Ingredients:

  • 1 cup (240 ml) Whole Milk, warmed to 105–115°F (40–46°C)
  • 2 ¼ teaspoons (7 grams) Active Dry Yeast
  • 4 tablespoons (50 grams) Granulated Sugar (for dough)
  • 4 ½ cups (540 grams) Strong Bread Flour, plus extra for dusting
  • 1 teaspoon (5 grams) Fine Sea Salt
  • 2 Large Eggs, lightly beaten, room temperature
  • ½ cup (1 stick / 113 grams) Unsalted Butter, melted and slightly cooled (for dough)
  • 2 cups (250 grams) Fresh or Frozen Strawberries, hulled and diced small (for compote)
  • ¼ cup (50 grams) Granulated Sugar (for compote)
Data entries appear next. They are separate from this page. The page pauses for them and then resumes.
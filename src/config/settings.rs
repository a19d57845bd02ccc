//! Application settings

use super::{default_config_path, log_dir, ConfigError};
use crate::core::device::{ResetKind, DEFAULT_SYSFS_DIR};
use crate::core::logger::{generate_log_filename, LogFormat};
use crate::core::protocol::{RetryOn, RetryPolicy};
use crate::core::suite::{SuiteSettings, DEFAULT_SMS_TEXT};
use crate::core::transport::{SerialConfig, SerialFlowControl, MODEM_BAUD_RATE};
use serde::{Deserialize, Serialize};
use std::path::{Path, PathBuf};
use std::time::Duration;

/// Application configuration
#[derive(Debug, Clone, Default, PartialEq, Serialize, Deserialize)]
#[serde(default)]
pub struct AppConfig {
    /// Serial device and reset
    pub device: DeviceConfig,
    /// Check suite parameters
    pub suite: SuiteConfig,
    /// Diagnostics and transcript
    pub logging: LoggingConfig,
}

impl AppConfig {
    /// Load config from the default location
    ///
    /// A missing file gives the defaults.
    pub fn load() -> Result<Self, ConfigError> {
        Self::load_from(&default_config_path()?)
    }

    /// Load config from `path`; a missing file gives the defaults
    pub fn load_from(path: &Path) -> Result<Self, ConfigError> {
        if path.exists() {
            let content = std::fs::read_to_string(path)?;
            Ok(toml::from_str(&content)?)
        } else {
            tracing::debug!("no config at {}, using defaults", path.display());
            Ok(Self::default())
        }
    }

    /// Save config to the default location
    pub fn save(&self) -> Result<PathBuf, ConfigError> {
        let path = default_config_path()?;
        self.save_to(&path)?;
        Ok(path)
    }

    /// Save config to `path`, creating parent directories
    pub fn save_to(&self, path: &Path) -> Result<(), ConfigError> {
        if let Some(parent) = path.parent() {
            std::fs::create_dir_all(parent)?;
        }
        let content = toml::to_string_pretty(self)?;
        std::fs::write(path, content)?;
        Ok(())
    }
}

/// Serial device settings
#[derive(Debug, Clone, PartialEq, Serialize, Deserialize)]
#[serde(default)]
pub struct DeviceConfig {
    /// Device path
    pub port: String,
    /// Baud rate
    pub baud_rate: u32,
    /// Flow control
    pub flow_control: SerialFlowControl,
    /// Per-byte read timeout (seconds)
    pub read_timeout_secs: u64,
    /// Reset sequence run before the suite
    pub reset: ResetKind,
    /// Sysfs directory of the power and reset controls
    pub sysfs_dir: PathBuf,
}

impl Default for DeviceConfig {
    fn default() -> Self {
        let serial = SerialConfig::default();
        Self {
            port: serial.port,
            baud_rate: MODEM_BAUD_RATE,
            flow_control: serial.flow_control,
            read_timeout_secs: serial.read_timeout.as_secs(),
            reset: ResetKind::None,
            sysfs_dir: PathBuf::from(DEFAULT_SYSFS_DIR),
        }
    }
}

impl DeviceConfig {
    /// Serial port settings for these values
    pub fn serial_config(&self) -> SerialConfig {
        SerialConfig::new(&self.port)
            .baud_rate(self.baud_rate)
            .flow_control(self.flow_control)
            .read_timeout(Duration::from_secs(self.read_timeout_secs))
    }
}

/// Retry settings of one suite step
#[derive(Debug, Clone, Copy, PartialEq, Eq, Serialize, Deserialize)]
pub struct RetrySettings {
    /// Total attempts
    pub attempts: u32,
    /// Delay between attempts (seconds)
    pub delay_secs: u64,
    /// Which failures are retried
    #[serde(default)]
    pub retry_on: RetryOn,
}

impl RetrySettings {
    /// Retry policy for these values
    pub fn policy(&self) -> RetryPolicy {
        RetryPolicy {
            max_attempts: self.attempts,
            delay: Duration::from_secs(self.delay_secs),
            retry_on: self.retry_on,
        }
    }
}

impl From<&RetryPolicy> for RetrySettings {
    fn from(policy: &RetryPolicy) -> Self {
        Self {
            attempts: policy.max_attempts,
            delay_secs: policy.delay.as_secs(),
            retry_on: policy.retry_on,
        }
    }
}

/// Check suite settings
#[derive(Debug, Clone, PartialEq, Serialize, Deserialize)]
#[serde(default)]
pub struct SuiteConfig {
    /// Number to call and text
    pub callable_number: Option<String>,
    /// `name:number` expected in the SIM phonebook
    pub sim_contact: Option<String>,
    /// Text of the test messages
    pub sms_text: String,
    /// Retry around `+CPBR=?`
    pub contact_range_retry: RetrySettings,
    /// Retry around the text SMS send
    pub sms_retry: RetrySettings,
    /// Retry around the PDU SMS send
    pub pdu_sms_retry: RetrySettings,
}

impl Default for SuiteConfig {
    fn default() -> Self {
        let settings = SuiteSettings::default();
        Self {
            callable_number: None,
            sim_contact: None,
            sms_text: DEFAULT_SMS_TEXT.to_string(),
            contact_range_retry: (&settings.contact_range_retry).into(),
            sms_retry: (&settings.sms_retry).into(),
            pdu_sms_retry: (&settings.pdu_sms_retry).into(),
        }
    }
}

impl SuiteConfig {
    /// Suite settings for these values
    pub fn settings(&self) -> SuiteSettings {
        SuiteSettings {
            callable_number: self.callable_number.clone(),
            sim_contact: self.sim_contact.clone(),
            sms_text: self.sms_text.clone(),
            contact_range_retry: self.contact_range_retry.policy(),
            sms_retry: self.sms_retry.policy(),
            pdu_sms_retry: self.pdu_sms_retry.policy(),
        }
    }
}

/// Logging settings
#[derive(Debug, Clone, PartialEq, Serialize, Deserialize)]
#[serde(default)]
pub struct LoggingConfig {
    /// Default filter when `RUST_LOG` is unset
    pub level: String,
    /// JSON log lines instead of text
    pub json: bool,
    /// Transcript file
    pub transcript: Option<PathBuf>,
    /// Record a transcript under the log directory when no file is set
    pub record: bool,
    /// Transcript format
    pub transcript_format: LogFormat,
}

impl Default for LoggingConfig {
    fn default() -> Self {
        Self {
            level: "info".to_string(),
            json: false,
            transcript: None,
            record: false,
            transcript_format: LogFormat::Text,
        }
    }
}

impl LoggingConfig {
    /// Where the transcript goes, if anywhere
    ///
    /// An explicit file wins; otherwise `record` picks a timestamped file in
    /// [`log_dir`](super::log_dir).
    pub fn transcript_path(&self) -> Option<PathBuf> {
        match &self.transcript {
            Some(path) => Some(path.clone()),
            None if self.record => log_dir()
                .map(|dir| dir.join(generate_log_filename("modem", self.transcript_format))),
            None => None,
        }
    }
}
  • 1 teaspoon (5 ml) Lemon Juice, freshly squeezed
  • 1 tablespoon (8 grams) Cornstarch mixed with 1 tbsp cold water (for slurry)
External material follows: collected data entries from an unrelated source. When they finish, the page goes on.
//! Modem power and reset control
//!
//! Some boards wire the modem's power and reset lines to the host. The
//! Calypso modem must be power cycled and reset through them before it
//! answers AT commands.

use super::protocol::line::{read_byte, read_line};
use super::protocol::ModemError;
use super::transport::ModemStream;
use async_trait::async_trait;
use serde::{Deserialize, Serialize};
use std::path::{Path, PathBuf};
use std::time::Duration;
use tokio::io::AsyncWriteExt;

/// Sysfs directory of the GTA02 modem power management driver
pub const DEFAULT_SYSFS_DIR: &str = "/sys/devices/platform/neo1973-pm-gsm.0";

/// Power and reset lines of a modem
#[cfg_attr(test, mockall::automock)]
#[async_trait]
pub trait DeviceControl: Send {
    /// Drive the power line
    async fn set_power(&mut self, on: bool) -> Result<(), ModemError>;

    /// Drive the reset line
    async fn set_reset(&mut self, asserted: bool) -> Result<(), ModemError>;
}

/// [`DeviceControl`] through the `power_on` and `reset` sysfs attributes
#[derive(Debug, Clone)]
pub struct SysfsControl {
    dir: PathBuf,
}

impl Default for SysfsControl {
    fn default() -> Self {
        Self::new(DEFAULT_SYSFS_DIR)
    }
}

impl SysfsControl {
    /// Control files under `dir`
    pub fn new(dir: impl Into<PathBuf>) -> Self {
        Self { dir: dir.into() }
    }

    /// Directory holding the control files
    pub fn dir(&self) -> &Path {
        &self.dir
    }

    async fn write_flag(&self, attribute: &str, value: bool) -> Result<(), ModemError> {
        let path = self.dir.join(attribute);
        let value = if value { "1" } else { "0" };
        tracing::debug!("{} <- {}", path.display(), value);
        tokio::fs::write(&path, value)
            .await
            .map_err(|e| ModemError::Reset(format!("{}: {}", path.display(), e)))
    }
}

#[async_trait]
impl DeviceControl for SysfsControl {
    async fn set_power(&mut self, on: bool) -> Result<(), ModemError> {
        self.write_flag("power_on", on).await
    }

    async fn set_reset(&mut self, asserted: bool) -> Result<(), ModemError> {
        self.write_flag("reset", asserted).await
    }
}

/// A vendor reset sequence, run over the modem stream
#[async_trait]
pub trait ModemReset: Send {
    /// Bring the modem to the point where it accepts AT commands
    async fn reset(&mut self, link: &mut dyn ModemStream, timeout: Duration) -> Result<(), ModemError>;
}

/// Modems that need no reset
#[derive(Debug, Clone, Copy, Default)]
pub struct NoReset;

#[async_trait]
impl ModemReset for NoReset {
    async fn reset(&mut self, _link: &mut dyn ModemStream, _timeout: Duration) -> Result<(), ModemError> {
        Ok(())
    }
}

/// Pauses of the Calypso reset sequence
#[derive(Debug, Clone, Copy, PartialEq, Eq)]
pub struct ResetTimings {
    /// After power off
    pub power_off: Duration,
    /// After power on
    pub power_on: Duration,
    /// Reset line held asserted
    pub reset_pulse: Duration,
    /// After reset release, before the ready banner
    pub boot: Duration,
}

impl Default for ResetTimings {
    fn default() -> Self {
        Self {
            power_off: Duration::from_secs(1),
            power_on: Duration::from_secs(1),
            reset_pulse: Duration::from_secs(1),
            boot: Duration::from_secs(4),
        }
    }
}

/// TI Calypso reset: power cycle, reset pulse, wait for the banner
pub struct CalypsoReset<D> {
    control: D,
    timings: ResetTimings,
}

impl<D: DeviceControl> CalypsoReset<D> {
    /// Reset sequence with the stock timings
    pub fn new(control: D) -> Self {
        Self::with_timings(control, ResetTimings::default())
    }

    /// Reset sequence with custom timings
    pub fn with_timings(control: D, timings: ResetTimings) -> Self {
        Self { control, timings }
    }
}

#[async_trait]
impl<D: DeviceControl> ModemReset for CalypsoReset<D> {
    async fn reset(&mut self, link: &mut dyn ModemStream, timeout: Duration) -> Result<(), ModemError> {
        tracing::info!("turn modem off");
        self.control.set_power(false).await?;
        tokio::time::sleep(self.timings.power_off).await;

        tracing::info!("turn modem on");
        self.control.set_power(true).await?;
        tokio::time::sleep(self.timings.power_on).await;

        tracing::info!("reset modem");
        self.control.set_reset(true).await?;
        tokio::time::sleep(self.timings.reset_pulse).await;
        self.control.set_reset(false).await?;
        tokio::time::sleep(self.timings.boot).await;

        let banner = read_line(link, timeout).await?;
        tracing::info!("got ready message: {:?}", banner);

        tracing::info!("send empty command to calypso");
        link.write_all(b"\r").await?;
        link.flush().await?;
        match read_byte(link, timeout).await {
            Ok(_) => Ok(()),
            Err(e) if e.is_timeout() => Ok(()),
            Err(e) => Err(e),
        }
    }
}

/// Reset sequence selected in the configuration
#[derive(Debug, Clone, Copy, PartialEq, Eq, Default, Serialize, Deserialize)]
#[serde(rename_all = "lowercase")]
pub enum ResetKind {
    /// No reset
    #[default]
    None,
    /// [`CalypsoReset`] over [`SysfsControl`]
    Calypso,
}

impl std::str::FromStr for ResetKind {
    type Err = String;

    fn from_str(s: &str) -> Result<Self, Self::Err> {
        match s.to_lowercase().as_str() {
            "none" => Ok(Self::None),
            "calypso" => Ok(Self::Calypso),
            other => Err(format!("unknown reset kind '{other}'")),
        }
    }
}

impl ResetKind {
    /// Build the reset sequence, Calypso lines under `sysfs_dir`
    pub fn build(self, sysfs_dir: &Path) -> Box<dyn ModemReset> {
        match self {
            Self::None => Box::new(NoReset),
            Self::Calypso => Box::new(CalypsoReset::new(SysfsControl::new(sysfs_dir))),
        }
    }
}

#[cfg(test)]
mod tests {
    use super::*;
    use mockall::predicate::eq;
    use mockall::Sequence;
    use tokio_test::io::Builder;

    fn ordered_control() -> MockDeviceControl {
        let mut control = MockDeviceControl::new();
        let mut seq = Sequence::new();
        control
            .expect_set_power()
            .with(eq(false))
            .times(1)
            .in_sequence(&mut seq)
            .returning(|_| Ok(()));
        control
            .expect_set_power()
            .with(eq(true))
            .times(1)
            .in_sequence(&mut seq)
            .returning(|_| Ok(()));
        control
            .expect_set_reset()
            .with(eq(true))
            .times(1)
            .in_sequence(&mut seq)
            .returning(|_| Ok(()));
        control
            .expect_set_reset()
            .with(eq(false))
            .times(1)
            .in_sequence(&mut seq)
            .returning(|_| Ok(()));
        control
    }

    #[tokio::test(start_paused = true)]
    async fn test_calypso_sequence() {
        let mut link = Builder::new()
            .read(b"AT-Command Interpreter ready\r\n")
            .write(b"\r")
            .read(b"\n")
            .build();
        let mut reset = CalypsoReset::new(ordered_control());

        let start = tokio::time::Instant::now();
        reset.reset(&mut link, Duration::from_secs(10)).await.unwrap();
        assert!(start.elapsed() >= Duration::from_secs(7));
    }

    #[tokio::test(start_paused = true)]
    async fn test_calypso_drain_tolerates_silence() {
        let mut link = Builder::new()
            .read(b"ready\r\n")
            .write(b"\r")
            .wait(Duration::from_secs(60))
            .build();
        let mut reset = CalypsoReset::new(ordered_control());

        reset.reset(&mut link, Duration::from_secs(10)).await.unwrap();
    }

    #[tokio::test(start_paused = true)]
    async fn test_calypso_missing_banner_times_out() {
        let mut link = Builder::new().wait(Duration::from_secs(60)).build();
        let mut reset = CalypsoReset::new(ordered_control());

        let err = reset.reset(&mut link, Duration::from_secs(10)).await.unwrap_err();
        assert!(err.is_timeout());
    }

    #[tokio::test]
    async fn test_calypso_stops_on_control_failure() {
        let mut control = MockDeviceControl::new();
        control
            .expect_set_power()
            .times(1)
            .returning(|_| Err(ModemError::Reset("power_on: permission denied".into())));
        control.expect_set_reset().times(0);
        let mut link = Builder::new().build();
        let mut reset = CalypsoReset::new(control);

        let err = reset.reset(&mut link, Duration::from_secs(1)).await.unwrap_err();
        assert!(matches!(err, ModemError::Reset(_)));
    }

    #[tokio::test]
    async fn test_sysfs_writes_flags() {
        let dir = tempfile::tempdir().unwrap();
        let mut control = SysfsControl::new(dir.path());

        control.set_power(true).await.unwrap();
        control.set_reset(false).await.unwrap();

        assert_eq!(std::fs::read_to_string(dir.path().join("power_on")).unwrap(), "1");
        assert_eq!(std::fs::read_to_string(dir.path().join("reset")).unwrap(), "0");
    }

    #[tokio::test]
    async fn test_sysfs_missing_dir_is_reset_error() {
        let dir = tempfile::tempdir().unwrap();
        let mut control = SysfsControl::new(dir.path().join("absent"));

        let err = control.set_power(false).await.unwrap_err();
        assert!(matches!(err, ModemError::Reset(_)));
    }

    #[test]
    fn test_reset_kind_from_str() {
        assert_eq!("Calypso".parse::<ResetKind>().unwrap(), ResetKind::Calypso);
        assert!("siemens".parse::<ResetKind>().is_err());
        assert_eq!(SysfsControl::default().dir(), Path::new(DEFAULT_SYSFS_DIR));
    }
}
  • ½ cup (1 stick / 113 grams) Unsalted Butter, very soft (for creamy filling)
  • ½ cup (60 grams) Powdered Sugar (Icing Sugar), sifted (for creamy filling)
  • 1 teaspoon (5 ml) Vanilla Extract (for creamy filling)
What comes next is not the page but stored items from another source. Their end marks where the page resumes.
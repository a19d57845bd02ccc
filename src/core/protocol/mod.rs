//! AT command protocol engine
//!
//! Provides the pieces a modem session is assembled from:
//! - Command formatting (`AT<name><args>\r`)
//! - CRLF line reading under a per-byte timeout
//! - Response collection, error classification and answer parsing
//! - Retry policy for transient SIM-busy conditions
//! - SMS-SUBMIT PDU encoding (semi-octets, GSM 7-bit packing)
//! - Phonebook (`+CPBR`) reply parsing

pub mod command;
pub mod contacts;
pub mod line;
pub mod pdu;
pub mod response;
pub mod retry;

pub use command::{format_command, Arg, Command};
pub use contacts::{parse_contact, parse_contact_range, Contact, ContactRange};
pub use line::read_line;
pub use pdu::{pack_gsm7, semi_octets, Pdu, PduError};
pub use response::{classify_line, parse_answer, read_answer, LineKind, RawAnswer, Value};
pub use retry::{RetryOn, RetryPolicy};

use crate::core::transport::TransportError;
use thiserror::Error;

/// Errors reported by the modem itself, or by the line discipline
#[derive(Error, Debug, Clone, PartialEq, Eq)]
pub enum AtError {
    /// Any device-reported error line, kept verbatim
    #[error("{0}")]
    Generic(String),

    /// `+CMS ERROR` mentioning "SIM busy"; transient
    #[error("SIM busy")]
    SimBusy,

    /// No line terminator before the read deadline
    #[error("Timeout")]
    Timeout,
}

impl AtError {
    /// Whether the default retry policy retries this error
    pub fn is_retryable(&self) -> bool {
        matches!(self, Self::SimBusy)
    }
}

/// Errors of a modem session operation
#[derive(Error, Debug)]
pub enum ModemError {
    /// The modem answered with an error, or did not answer in time
    #[error(transparent)]
    At(#[from] AtError),

    /// Transport failure
    #[error(transparent)]
    Transport(#[from] TransportError),

    /// The stream reached end of file
    #[error("Modem closed the connection")]
    Disconnected,

    /// PDU could not be built
    #[error(transparent)]
    Pdu(#[from] PduError),

    /// A command-specific parser rejected the answer
    #[error("Unexpected answer to AT{command}: {answer}")]
    UnexpectedAnswer {
        /// Command name, without the `AT` prefix
        command: String,
        /// Offending answer text
        answer: String,
    },

    /// Vendor reset sequence failed
    #[error("Reset failed: {0}")]
    Reset(String),
}

impl ModemError {
    /// The device-level error, if this is one
    pub fn at_error(&self) -> Option<&AtError> {
        match self {
            Self::At(e) => Some(e),
            _ => None,
        }
    }

    /// Whether the modem reported SIM busy
    pub fn is_sim_busy(&self) -> bool {
        matches!(self, Self::At(AtError::SimBusy))
    }

    /// Whether a read deadline expired
    pub fn is_timeout(&self) -> bool {
        matches!(self, Self::At(AtError::Timeout))
    }
}

impl From<std::io::Error> for ModemError {
    fn from(err: std::io::Error) -> Self {
        match err.kind() {
            std::io::ErrorKind::UnexpectedEof => Self::Disconnected,
            _ => Self::Transport(TransportError::IoError(err)),
        }
    }
}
  • 4 oz (115 grams) Cream Cheese, full fat, very soft (for glaze)
  • 2 tablespoons (28 grams) Unsalted Butter, very soft (for glaze)
  • 1 ½ cups (180 grams) Powdered Sugar (Icing Sugar), sifted (for glaze)
  • 2–3 tablespoons (30–45 ml) Whole Milk or Cream (for glaze)
  • ½ teaspoon (2.5 ml) Vanilla Extract (for glaze)

Instructions:

  1. Simmer: Combine diced strawberries, sugar, and lemon juice in a small saucepan. Bring to a gentle boil, then reduce heat and simmer for 5–7 minutes until slightly softened.
  2. Thicken: Stir in the cornstarch slurry and cook for 1 minute until the mixture thickens significantly.
  3. Chill: Remove from heat and transfer the compote to a shallow dish. Cover and chill in the refrigerator until completely cold (at least 30 minutes).
  4. Activate Yeast: Warm milk and pour into the mixer bowl. Sprinkle in the yeast and 1 tablespoon of sugar. Let stand for 5–10 minutes until foamy (the ‘bloom’).
  5. Combine Wet Ingredients: Add the remaining sugar, beaten eggs, melted butter, and salt to the yeast mixture. Mix briefly.
  6. Mix and Knead: Gradually add the flour, mixing on low speed until a shaggy dough forms. Increase speed to medium-low and knead with the dough hook for 8–10 minutes until the dough is smooth, elastic, and pulls away cleanly from the sides of the bowl.
  7. First Rise (Bulk Fermentation): Transfer the dough to a lightly oiled bowl, turn to coat, cover tightly with cling film, and let rise in a warm, draught-free spot until doubled in size (about 60–90 minutes).
  8. Prepare Filling: Cream together the softened butter, powdered sugar, and vanilla until light and fluffy. Set aside.
  9. Roll Out Dough: Punch down the risen dough gently. Turn it onto a lightly floured surface and roll into a large rectangle, approximately 12 x 18 inches (30 x 45 cm) and about ¼ inch (6 mm) thick.
  10. Fill: Spread the creamy butter swirl evenly over the dough, leaving a ½ inch margin on the top long edge.
  11. Spread Compote: Spoon the chilled strawberry compote over the cream layer. Spread carefully, leaving the edges clear.
  12. Roll and Cut: Starting from the long edge closest to you, roll the dough up tightly. Use dental floss or a sharp knife to cut the log into 12 even rolls (about 1 ½ inches / 4 cm thick).
  13. Second Proof (Final Proof): Place the rolls, cut side up, into the prepared, lightly greased baking pan. Cover loosely and allow to rise again until puffy and almost doubled (about 45–60 minutes). Pre-heat oven to 375°F (190°C) halfway through the second proof.
  14. Bake: Bake for 22–27 minutes, rotating the pan halfway, until the rolls are golden brown and cooked through. (Internal temperature should register 200–205°F / 93–96°C).
  15. Make Glaze: While the rolls cool slightly, whisk together the cream cheese and butter until smooth. Gradually beat in the sifted powdered sugar, vanilla, and milk until the glaze is smooth and the desired consistency is reached.
  16. Finish: Spoon or drizzle the glaze generously over the warm rolls. Serve immediately.